# Supplies??



## chris0228 (Feb 25, 2014)

Where have you guys found to be the best resource for low voltage supplies like new construction wall plates, conduit, etc? Thanks.


----------



## Almadacr (May 5, 2011)

chris0228 said:


> Where have you guys found to be the best resource for low voltage supplies like new construction wall plates, conduit, etc? Thanks.


Monoprice


----------



## mikeb0891 (Mar 10, 2014)

Monoprice has incredible prices! I bought a 6 speaker banana plug plate at the local Home Depot. It was 30 bucks. I found the exact same thing on monoprice for $5 I think.


----------



## Silas (Jul 30, 2011)

Monoprice, but make a big list of everything you need before you purchase.

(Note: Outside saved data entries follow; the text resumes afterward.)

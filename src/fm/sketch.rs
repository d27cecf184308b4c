// Licensed to the Apache Software Foundation (ASF) under one
// or more contributor license agreements.  See the NOTICE file
// distributed with this work for additional information
// regarding copyright ownership.  The ASF licenses this file
// to you under the Apache License, Version 2.0 (the
// "License"); you may not use this file except in compliance
// with the License.  You may obtain a copy of the License at
//
//   http://www.apache.org/licenses/LICENSE-2.0
//
// Unless required by applicable law or agreed to in writing,
// software distributed under the License is distributed on an
// "AS IS" BASIS, WITHOUT WARRANTIES OR CONDITIONS OF ANY
// KIND, either express or implied.  See the License for the
// specific language governing permissions and limitations
// under the License.

use std::hash::Hash;

use crate::codec::SketchBytes;
use crate::codec::SketchSlice;
use crate::error::Error;
use crate::hash::DEFAULT_UPDATE_SEED;
use crate::hash::HashFamily;

// Serialization constants
const PREAMBLE_BYTES_EMPTY: u8 = 12;
const PREAMBLE_BYTES_STANDARD: u8 = 20;
const FAMILY_ID: u8 = 16;
const SERIAL_VERSION: u8 = 1;
const EMPTY_FLAG_MASK: u8 = 1 << 2;

// A tracker holds the trailing-zero count of a 64-bit hash, so 64 is the
// largest value it can ever take (reached only by a hash of exactly zero).
const MAX_TRAILING_ZEROS: u8 = 64;

// Both layout dimensions travel as u16 in the serialized form, and every
// update pays one member derivation per tracker anyway.
const MAX_NUM_TRACKERS: usize = u16::MAX as usize;

/// A Flajolet-Martin sketch estimating the number of distinct items seen.
///
/// The sketch maintains `k` trackers, one per hash function. Each tracker
/// records the maximum trailing-zero count observed under its function; a
/// stream containing `n` distinct items drives trackers toward `log2(n)`, so
/// `2^tracker` estimates the cardinality. A single tracker is unusably noisy
/// (always a power of two, easily off by 2x from one lucky draw), so the
/// estimate partitions the trackers into groups, takes the median within each
/// group, and averages the medians.
///
/// Duplicate items never change the state: every update is a max against
/// values the same item already produced.
#[derive(Debug, Clone, PartialEq)]
pub struct FmSketch {
    /// Hash family addressing the trackers
    family: HashFamily,
    /// Per-function maximum trailing-zero counts, each in `0..=64`
    trackers: Vec<u8>,
    /// Number of aggregation groups; divides `trackers.len()` evenly
    num_groups: usize,
    /// Total number of items observed (with duplicates)
    n: u64,
}

impl FmSketch {
    /// Creates a sketch with `num_trackers` hash functions aggregated in
    /// `num_groups` groups.
    ///
    /// # Errors
    ///
    /// Returns a `ConfigInvalid` error if either argument is zero,
    /// `num_trackers` exceeds 65,535, or `num_trackers` is not a multiple of
    /// `num_groups`. The split must be exact: silently truncating trackers
    /// would bias the estimate.
    ///
    /// # Examples
    ///
    /// ```
    /// use streamkit::fm::FmSketch;
    ///
    /// // 128 trackers, aggregated as 8 medians of 16 trackers each.
    /// let sketch = FmSketch::new(128, 8).unwrap();
    /// assert_eq!(sketch.samples_per_group(), 16);
    /// ```
    pub fn new(num_trackers: usize, num_groups: usize) -> Result<Self, Error> {
        Self::with_seed(num_trackers, num_groups, DEFAULT_UPDATE_SEED)
    }

    /// Creates a sketch with a custom hash seed.
    ///
    /// # Errors
    ///
    /// Same conditions as [`new`](Self::new).
    pub fn with_seed(num_trackers: usize, num_groups: usize, seed: u32) -> Result<Self, Error> {
        if num_trackers == 0 {
            return Err(Error::config("num_trackers must be positive"));
        }
        if num_trackers > MAX_NUM_TRACKERS {
            return Err(Error::config("num_trackers is unreasonably large")
                .with_context("num_trackers", num_trackers)
                .with_context("max", MAX_NUM_TRACKERS));
        }
        if num_groups == 0 {
            return Err(Error::config("num_groups must be positive"));
        }
        if num_trackers % num_groups != 0 {
            return Err(
                Error::config("num_trackers must be divisible by num_groups")
                    .with_context("num_trackers", num_trackers)
                    .with_context("num_groups", num_groups),
            );
        }

        Ok(FmSketch {
            family: HashFamily::with_seed(seed),
            trackers: vec![0; num_trackers],
            num_groups,
            n: 0,
        })
    }

    /// Folds an item into the sketch.
    ///
    /// Each of the `k` trackers is raised to the trailing-zero count of its
    /// hash function applied to the item. Re-updating with a previously seen
    /// item is a no-op on every tracker.
    pub fn update<T: Hash>(&mut self, item: T) {
        let pair = self.family.fingerprint(&item);
        for (index, tracker) in self.trackers.iter_mut().enumerate() {
            let member = HashFamily::member64(pair, index as u64);
            // trailing_zeros of 0 is 64, which is exactly the cap we want
            // for the one hash value with no low set bit.
            let r = member.trailing_zeros() as u8;
            if r > *tracker {
                *tracker = r;
            }
        }
        self.n += 1;
    }

    /// Returns the estimated number of distinct items observed.
    ///
    /// Per-tracker raw estimates `2^tracker` are grouped, each group reduced
    /// to its median (robust against the exponentially heavy upper tail of
    /// the raw estimates), and the group medians averaged.
    pub fn estimate(&self) -> f64 {
        if self.is_empty() {
            return 0.0;
        }

        let group_size = self.samples_per_group();
        let median_sum: f64 = self
            .trackers
            .chunks_exact(group_size)
            .map(group_median)
            .sum();
        median_sum / self.num_groups as f64
    }

    /// Returns true if no items have been observed.
    pub fn is_empty(&self) -> bool {
        self.n == 0
    }

    /// Returns the number of items observed by this sketch, counting
    /// duplicates.
    pub fn n(&self) -> u64 {
        self.n
    }

    /// Returns the number of trackers (hash functions).
    pub fn num_trackers(&self) -> usize {
        self.trackers.len()
    }

    /// Returns the number of aggregation groups.
    pub fn num_groups(&self) -> usize {
        self.num_groups
    }

    /// Returns the number of trackers contributing to each group median.
    pub fn samples_per_group(&self) -> usize {
        self.trackers.len() / self.num_groups
    }

    /// Serializes the sketch to a byte vector.
    pub fn serialize(&self) -> Vec<u8> {
        let is_empty = self.is_empty();
        let preamble_bytes = if is_empty {
            PREAMBLE_BYTES_EMPTY
        } else {
            PREAMBLE_BYTES_STANDARD
        };

        let capacity = preamble_bytes as usize + if is_empty { 0 } else { self.trackers.len() };
        let mut bytes = SketchBytes::with_capacity(capacity);

        bytes.write_u8(preamble_bytes);
        bytes.write_u8(SERIAL_VERSION);
        bytes.write_u8(FAMILY_ID);
        bytes.write_u8(if is_empty { EMPTY_FLAG_MASK } else { 0 });
        bytes.write_u16_le(self.num_groups as u16);
        bytes.write_u16_le(self.samples_per_group() as u16);
        bytes.write_u32_le(self.family.seed());

        if !is_empty {
            bytes.write_u64_le(self.n);
            bytes.write(&self.trackers);
        }

        bytes.into_bytes()
    }

    /// Deserializes a sketch from bytes.
    ///
    /// # Errors
    ///
    /// Returns a `MalformedDeserializeData` error if the data is truncated,
    /// is not a serialized [`FmSketch`], or carries inconsistent parameters.
    pub fn deserialize(bytes: &[u8]) -> Result<Self, Error> {
        let mut cursor = SketchSlice::new(bytes);

        let preamble_bytes = cursor
            .read_u8()
            .map_err(|_| Error::insufficient_data("preamble_bytes"))?;
        let serial_version = cursor
            .read_u8()
            .map_err(|_| Error::insufficient_data("serial_version"))?;
        let family_id = cursor
            .read_u8()
            .map_err(|_| Error::insufficient_data("family_id"))?;
        let flags = cursor
            .read_u8()
            .map_err(|_| Error::insufficient_data("flags"))?;

        if family_id != FAMILY_ID {
            return Err(Error::invalid_family(FAMILY_ID, family_id, "FmSketch"));
        }
        if serial_version != SERIAL_VERSION {
            return Err(Error::deserial(format!(
                "unsupported serial version: {serial_version}"
            )));
        }
        if preamble_bytes != PREAMBLE_BYTES_EMPTY && preamble_bytes != PREAMBLE_BYTES_STANDARD {
            return Err(Error::deserial(format!(
                "invalid preamble length: {preamble_bytes}"
            )));
        }

        let num_groups = cursor
            .read_u16_le()
            .map_err(|_| Error::insufficient_data("num_groups"))? as usize;
        let samples_per_group = cursor
            .read_u16_le()
            .map_err(|_| Error::insufficient_data("samples_per_group"))?
            as usize;
        if num_groups == 0 || samples_per_group == 0 {
            return Err(Error::deserial("tracker layout must be non-empty"));
        }
        let num_trackers = num_groups * samples_per_group;
        if num_trackers > MAX_NUM_TRACKERS {
            return Err(Error::deserial("tracker layout is unreasonably large")
                .with_context("num_trackers", num_trackers)
                .with_context("max", MAX_NUM_TRACKERS));
        }

        let seed = cursor
            .read_u32_le()
            .map_err(|_| Error::insufficient_data("seed"))?;

        if (flags & EMPTY_FLAG_MASK) != 0 {
            return Self::with_seed(num_trackers, num_groups, seed)
                .map_err(|e| Error::deserial("invalid empty sketch layout").set_source(e));
        }

        let n = cursor
            .read_u64_le()
            .map_err(|_| Error::insufficient_data("n"))?;
        if n == 0 {
            return Err(Error::deserial("non-empty sketch with zero item count"));
        }

        let mut trackers = vec![0u8; num_trackers];
        cursor
            .read_exact(&mut trackers)
            .map_err(|_| Error::insufficient_data("trackers"))?;
        if trackers.iter().any(|&t| t > MAX_TRAILING_ZEROS) {
            return Err(Error::deserial("tracker value exceeds hash width"));
        }

        Ok(FmSketch {
            family: HashFamily::with_seed(seed),
            trackers,
            num_groups,
            n,
        })
    }
}

/// Median of the raw estimates `2^tracker` within one group.
///
/// Even-sized groups average the two middle values, so a group median is not
/// necessarily a power of two.
fn group_median(group: &[u8]) -> f64 {
    let mut sorted = group.to_vec();
    sorted.sort_unstable();

    let mid = sorted.len() / 2;
    if sorted.len() % 2 == 1 {
        f64::exp2(sorted[mid] as f64)
    } else {
        (f64::exp2(sorted[mid - 1] as f64) + f64::exp2(sorted[mid] as f64)) / 2.0
    }
}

Their cheapest shipping option is ~$7 so don't double the price of something forgotten by having to pay for shipping twice!


----------



## NBPk402 (Feb 21, 2012)

When you order from Monoprice... Check out the overnight shipping price. Fo r me it is cheaper than the normal shipping price but it defaults to the normal shipping rate. It can save you a few bucks plus get it quicker.


----------



## ALMFamily (Oct 19, 2011)

For conduit, if you have a Menards in your area, I have found them to be the least expensive.


----------



## BD55 (Oct 18, 2011)

Monoprice definitely. Though I would read up on what you want to get from them in the reviews and such. I've gotten a few keystone wallplates and keystones and some are tighter than others, or can't be placed next to other certain keystones. For example, I had an SPDIF that was super tight, and you couldn't put and HDMI keystone next to it. No quality issues, sometimes just fitment.


----------



## chashint (Jan 12, 2011)

Home Depot or Lowes should have all kinds of stuff.


----------



## MikeBiker (Jan 3, 2010)

I get the more specialized items from Monoprice and the generic larger stuff from the local building supply places. It's easier to return items to a local store and, sometimes, I don't know exactly what size to get things in.


----------



## Mike Edwards (Mar 10, 2011)

monoprice for the win, unless I need it uber fast, then it's home depot or Loewes.


----------